ENVIRONMENT - CONFLICT ISSUES
35. As outlined in earlier chapters, the environment
can play a critical role in creating the conditions in which conflict
can flourish. It is therefore likely that efforts to bring stability
to a region will also have to tackle the environmental drivers
of conflict. A UNEP report considered the links between environmental
degradation and conflict in Afghanistan:
the long-term consequences of nearly 25 years
of war and overexploitation of Afghanistan's once rich natural
resources created grave environmental threats. These included
surface and groundwater scarcity and contamination, massive and
ongoing deforestation, desertification of important wetlands,
soil erosion, air pollution, and depleted wildlife populations.
In addition, the prolonged lack of water and the rapid disappearance
of half of the country's forest and woodland cover turned thousands
of people into environmental refugees. This has led to increased
population pressure on over-burdened urban areas and could generate
new small-scale conflicts over access to scarce resources. National
capacity to address these problems is severely limited as a result
of the collapse of local and national forms of governance and
resource management.[50]
36. Although UNEP has been working to improve environmental
capacity in Afghanistan, and the UK is a major funder of UNEP,
specific development work undertaken by the UK appears to have
neglected the need to address these environmental issues. For
example, DFID's efforts on environmental sustainability in Afghanistan
have focused on the development of agriculture, and in particular,
"irrigation rehabilitation, farm and non-farm training, agriculture
inputs, illiteracy, roads and access to markets".[51]
Although important, these programmes by themselves might not necessarily
lead to more sustainable agricultural practices or prevent further
environmental degradation.
37. Although the foreword to the Sustainable Development
Action Plan makes it clear that the environment plays an important
role in the FCO's objective of helping to prevent and resolve
conflict, it provides little in the way of direct explanation
of how the FCO will use environmental management to do this. Of
course, other actions in the plan might be expected to address
indirectly the links between the environment and conflict including
action on international corruption, bribery and illegal logging.

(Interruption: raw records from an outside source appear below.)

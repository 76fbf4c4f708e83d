//! Runtime configuration.
//!
//! Values come from an optional TOML file, then environment overrides:
//!
//! ```toml
//! [store]
//! database_path = "db.sqlite3"
//! initial_ease_factor = 2.5
//!
//! [mastery]
//! min_ease_factor = 2.5
//! min_interval_days = 21
//! ```

use crate::error::{FlashcardError, Result};
use crate::models::sm2::{DEFAULT_EASE_FACTOR, MAX_INTERVAL_DAYS, MIN_EASE_FACTOR};
use serde::{Deserialize, Serialize};
use std::path::{Path, PathBuf};

pub const DATABASE_ENV: &str = "FLASHCARDS_DB";

#[derive(Clone, Debug, Default, PartialEq, Serialize, Deserialize)]
#[serde(default)]
pub struct Config {
    pub store: StoreConfig,
    pub mastery: MasteryThresholds,
}

#[derive(Clone, Debug, PartialEq, Serialize, Deserialize)]
#[serde(default)]
pub struct StoreConfig {
    pub database_path: PathBuf,
    /// Ease factor given to newly added cards.
    pub initial_ease_factor: f64,
}

impl Default for StoreConfig {
    fn default() -> Self {
        Self {
            database_path: PathBuf::from("db.sqlite3"),
            initial_ease_factor: DEFAULT_EASE_FACTOR,
        }
    }
}

/// A card counts as mastered once both thresholds are reached.
#[derive(Clone, Debug, PartialEq, Serialize, Deserialize)]
#[serde(default)]
pub struct MasteryThresholds {
    pub min_ease_factor: f64,
    pub min_interval_days: u32,
}

impl Default for MasteryThresholds {
    fn default() -> Self {
        Self {
            min_ease_factor: 2.5,
            min_interval_days: 21,
        }
    }
}

impl Config {
    /// Loads the config file if given, then applies `FLASHCARDS_DB`.
    pub fn load(path: Option<&Path>) -> Result<Self> {
        let mut config = match path {
            Some(path) => Self::from_toml(&std::fs::read_to_string(path)?)?,
            None => Self::default(),
        };

        if let Ok(db) = std::env::var(DATABASE_ENV) {
            if !db.trim().is_empty() {
                config.store.database_path = PathBuf::from(db);
            }
        }

        config.validate()?;
        Ok(config)
    }

    pub fn from_toml(text: &str) -> Result<Self> {
        let config: Config = toml::from_str(text)?;
        config.validate()?;
        Ok(config)
    }

    pub fn validate(&self) -> Result<()> {
        let initial = self.store.initial_ease_factor;
        if !initial.is_finite() || initial < MIN_EASE_FACTOR {
            return Err(FlashcardError::Config(format!(
                "initial_ease_factor must be a finite number of at least {MIN_EASE_FACTOR}, got {initial}"
            )));
        }
        if !self.mastery.min_ease_factor.is_finite() {
            return Err(FlashcardError::Config(
                "mastery.min_ease_factor must be a finite number".to_string(),
            ));
        }
        // Intervals never grow past the cap, so a higher threshold is unreachable
        if self.mastery.min_interval_days > MAX_INTERVAL_DAYS {
            return Err(FlashcardError::Config(format!(
                "mastery.min_interval_days must be at most {MAX_INTERVAL_DAYS}, got {}",
                self.mastery.min_interval_days
            )));
        }
        Ok(())
    }
}

#[cfg(test)]
mod tests {
    use super::*;

    #[test]
    fn test_defaults() {
        let config = Config::default();
        assert_eq!(config.store.database_path, PathBuf::from("db.sqlite3"));
        assert_eq!(config.store.initial_ease_factor, 2.5);
        assert_eq!(config.mastery.min_interval_days, 21);
    }

    #[test]
    fn test_partial_toml() {
        let config = Config::from_toml(
            r#"
[store]
database_path = "/tmp/cards.sqlite3"

[mastery]
min_interval_days = 30
"#,
        )
        .unwrap();

        assert_eq!(
            config.store.database_path,
            PathBuf::from("/tmp/cards.sqlite3")
        );
        assert_eq!(config.store.initial_ease_factor, 2.5);
        assert_eq!(config.mastery.min_interval_days, 30);
        assert_eq!(config.mastery.min_ease_factor, 2.5);
    }

    #[test]
    fn test_rejects_low_initial_ease_factor() {
        let result = Config::from_toml("[store]\ninitial_ease_factor = 1.0\n");
        assert!(matches!(result, Err(FlashcardError::Config(_))));
    }

    #[test]
    fn test_rejects_infinite_initial_ease_factor() {
        let result = Config::from_toml("[store]\ninitial_ease_factor = inf\n");
        assert!(matches!(result, Err(FlashcardError::Config(_))));

        let result = Config::from_toml("[store]\ninitial_ease_factor = nan\n");
        assert!(matches!(result, Err(FlashcardError::Config(_))));
    }

    #[test]
    fn test_rejects_unreachable_mastery_interval() {
        let result = Config::from_toml("[mastery]\nmin_interval_days = 40000\n");
        assert!(matches!(result, Err(FlashcardError::Config(_))));
        assert!(Config::from_toml("[mastery]\nmin_interval_days = 36500\n").is_ok());
    }

    #[test]
    fn test_rejects_malformed_toml() {
        assert!(Config::from_toml("[store\n").is_err());
    }
}
pub mod db;

pub use db::ReviewStore;
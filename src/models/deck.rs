//! Deck is a named set of flashcards together with their review state
use super::{Flashcard, ReviewData};
use crate::config::MasteryThresholds;
use chrono::{DateTime, Utc};

#[derive(Clone, Debug)]
pub struct DeckCard {
    pub id: i64,
    pub flashcard: Flashcard,
    pub review: ReviewData,
}

#[derive(Clone, Debug)]
pub struct Deck {
    pub name: String,
    pub cards: Vec<DeckCard>,
}

impl Deck {
    pub fn new(name: &str) -> Self {
        Self {
            name: name.to_string(),
            cards: Vec::new(),
        }
    }

    pub fn card(&self, id: i64) -> Option<&DeckCard> {
        self.cards.iter().find(|card| card.id == id)
    }

    pub fn len(&self) -> usize {
        self.cards.len()
    }

    pub fn is_empty(&self) -> bool {
        self.cards.is_empty()
    }

    pub fn stats(&self, now: DateTime<Utc>, thresholds: &MasteryThresholds) -> DeckStats {
        let reviews = || self.cards.iter().map(|card| &card.review);

        let average_ease_factor = if self.cards.is_empty() {
            0.0
        } else {
            reviews().map(|r| r.ease_factor).sum::<f64>() / self.cards.len() as f64
        };

        DeckStats {
            total: self.cards.len(),
            due: reviews().filter(|r| r.is_due(now)).count(),
            mastered: reviews().filter(|r| r.is_mastered(thresholds)).count(),
            reviewed: reviews().filter(|r| r.review_count > 0).count(),
            average_ease_factor,
        }
    }
}

/// Aggregate numbers for one deck.
#[derive(Clone, Debug, Default, PartialEq)]
pub struct DeckStats {
    pub total: usize,
    pub due: usize,
    pub mastered: usize,
    /// Cards reviewed at least once.
    pub reviewed: usize,
    pub average_ease_factor: f64,
}
pub mod json;

pub use json::{CardSnapshot, DeckSnapshot, export_deck, import_deck};
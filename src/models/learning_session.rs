//! Learning session management for spaced repetition practice.
//! Handles multi-round flashcard review with SM-2 algorithm integration.

use super::{LearningCard, Rating, ReviewData};
use crate::database::ReviewStore;
use crate::error::Result;
use log::debug;

/// Manages a learning session with multiple review rounds.
/// Cards that aren't passed (rating < 3) are repeated in subsequent rounds.
pub struct LearningSession {
    pub deck_name: String,
    pub all_cards: Vec<LearningCard>,
    pub current_round_cards: Vec<usize>,
    pub current_index: usize,
    pub show_definition: bool,
    pub round_number: usize,
}

impl LearningSession {
    /// Creates a new learning session from cards that are due for review.
    pub fn new_from_due_cards(store: &ReviewStore, deck_name: &str) -> Result<Self> {
        let learning_cards: Vec<_> = store
            .due_cards(deck_name)?
            .into_iter()
            .map(LearningCard::new)
            .collect();

        let indices: Vec<usize> = (0..learning_cards.len()).collect();

        Ok(Self {
            deck_name: deck_name.to_string(),
            all_cards: learning_cards,
            current_round_cards: indices,
            current_index: 0,
            show_definition: false,
            round_number: 1,
        })
    }

    pub fn current_card(&self) -> Option<&LearningCard> {
        self.current_round_cards
            .get(self.current_index)
            .and_then(|&idx| self.all_cards.get(idx))
    }

    pub fn toggle_definition(&mut self) {
        self.show_definition = !self.show_definition;
    }

    pub fn next_card(&mut self) {
        if self.current_index + 1 < self.current_round_cards.len() {
            self.current_index += 1;
            self.show_definition = false;
        } else {
            self.start_next_round();
        }
    }

    /// Starts a new round with cards that weren't passed.
    /// If none remain, the session is complete.
    fn start_next_round(&mut self) {
        let failed_indices: Vec<usize> = self
            .current_round_cards
            .iter()
            .copied()
            .filter(|&idx| {
                self.all_cards
                    .get(idx)
                    .map(|card| !card.is_learned)
                    .unwrap_or(false)
            })
            .collect();

        if !failed_indices.is_empty() {
            self.current_round_cards = failed_indices;
            self.current_index = 0;
            self.show_definition = false;
            self.round_number += 1;
            debug!(
                "Deck '{}' round {} with {} cards",
                self.deck_name,
                self.round_number,
                self.current_round_cards.len()
            );
        }
    }

    /// Rates the current card through the store and records the result for this round.
    /// Returns the updated review data, or `None` when there is no current card.
    pub fn grade_current_card(
        &mut self,
        store: &mut ReviewStore,
        rating: Rating,
    ) -> Result<Option<ReviewData>> {
        let Some(&idx) = self.current_round_cards.get(self.current_index) else {
            return Ok(None);
        };
        let Some(card) = self.all_cards.get_mut(idx) else {
            return Ok(None);
        };

        let review = store.rate_card(card.id(), rating)?;
        if rating.is_passing() {
            card.mark_as_learned(store.current_date()?);
        } else {
            card.is_learned = false;
        }
        card.card.review = review.clone();

        Ok(Some(review))
    }

    pub fn learned_count(&self) -> usize {
        self.current_round_cards
            .iter()
            .filter(|&&idx| {
                self.all_cards
                    .get(idx)
                    .map(|card| card.is_learned)
                    .unwrap_or(false)
            })
            .count()
    }

    pub fn total_count(&self) -> usize {
        self.current_round_cards.len()
    }

    pub fn remaining_count(&self) -> usize {
        self.total_count() - self.learned_count()
    }

    /// True when the current round is empty or every card in it is passed.
    pub fn is_completed(&self) -> bool {
        self.current_round_cards.is_empty() || self.learned_count() == self.total_count()
    }

    pub fn phase_message(&self) -> String {
        if self.round_number == 1 {
            format!("Round {}: {} cards", self.round_number, self.total_count())
        } else {
            format!(
                "Round {} (Review): {} cards to retry",
                self.round_number,
                self.total_count()
            )
        }
    }
}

Nevertheless, given the explicit acknowledgement that the environment
can play a pivotal role, we believe that the Action Plan should
seek to address this issue more unequivocally, especially as the
SDC review highlighted this as an issue.[52]
Failure to deal adequately with environmental issues in conflict
is also apparent in other government documents. For example, the
Government established Global Conflict Prevention Pools (GCPP)
in 2001 to enable a coordinated approach to conflict prevention
and management by the FCO, DFID and MoD. They seek to bring UK
diplomacy, defence and development together into a common strategy.[53]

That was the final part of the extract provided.